Start of Block

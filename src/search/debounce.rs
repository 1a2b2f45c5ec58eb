//! Collapses bursts of query edits into one search.

use std::time::{Duration, Instant};

/// Default quiet period before a query is dispatched.
pub const DEFAULT_DEBOUNCE_MS: u64 = 300;

/// Holds the latest value until it has gone `window` without being replaced.
#[derive(Debug, Clone)]
pub struct Debouncer<T> {
    window: Duration,
    pending: Option<Pending<T>>,
}

#[derive(Debug, Clone)]
struct Pending<T> {
    value: T,
    last_update: Instant,
}

impl<T> Debouncer<T> {
    pub fn new(window: Duration) -> Self {
        Self {
            window,
            pending: None,
        }
    }

    pub fn with_default_window() -> Self {
        Self::new(Duration::from_millis(DEFAULT_DEBOUNCE_MS))
    }

    pub fn window(&self) -> Duration {
        self.window
    }

    /// Replace any pending value and restart the quiet period.
    pub fn push(&mut self, value: T, now: Instant) {
        self.pending = Some(Pending {
            value,
            last_update: now,
        });
    }

    /// Take the pending value if it has been stable for the full window.
    pub fn poll(&mut self, now: Instant) -> Option<T> {
        let ready = self
            .pending
            .as_ref()
            .is_some_and(|p| now.saturating_duration_since(p.last_update) >= self.window);
        if ready {
            self.flush()
        } else {
            None
        }
    }

    /// When the pending value becomes due, if any.
    pub fn deadline(&self) -> Option<Instant> {
        self.pending.as_ref().map(|p| p.last_update + self.window)
    }

    /// Take the pending value immediately (e.g. on Enter).
    pub fn flush(&mut self) -> Option<T> {
        self.pending.take().map(|p| p.value)
    }

    pub fn cancel(&mut self) {
        self.pending = None;
    }

    pub fn is_pending(&self) -> bool {
        self.pending.is_some()
    }
}

impl<T> Default for Debouncer<T> {
    fn default() -> Self {
        Self::with_default_window()
    }
}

End of Block

(WHAT TO PRODUCE):
Working down from the line that contains "self.pending = Some(Pending", retype each line exactly through the last line of the data, and give nothing else.

(RESULT BELOW):
        self.pending = Some(Pending {
            value,
            last_update: now,
        });
    }

    /// Take the pending value if it has been stable for the full window.
    pub fn poll(&mut self, now: Instant) -> Option<T> {
        let ready = self
            .pending
            .as_ref()
            .is_some_and(|p| now.saturating_duration_since(p.last_update) >= self.window);
        if ready {
            self.flush()
        } else {
            None
        }
    }

    /// When the pending value becomes due, if any.
    pub fn deadline(&self) -> Option<Instant> {
        self.pending.as_ref().map(|p| p.last_update + self.window)
    }

    /// Take the pending value immediately (e.g. on Enter).
    pub fn flush(&mut self) -> Option<T> {
        self.pending.take().map(|p| p.value)
    }

    pub fn cancel(&mut self) {
        self.pending = None;
    }

    pub fn is_pending(&self) -> bool {
        self.pending.is_some()
    }
}

impl<T> Default for Debouncer<T> {
    fn default() -> Self {
        Self::with_default_window()
    }
}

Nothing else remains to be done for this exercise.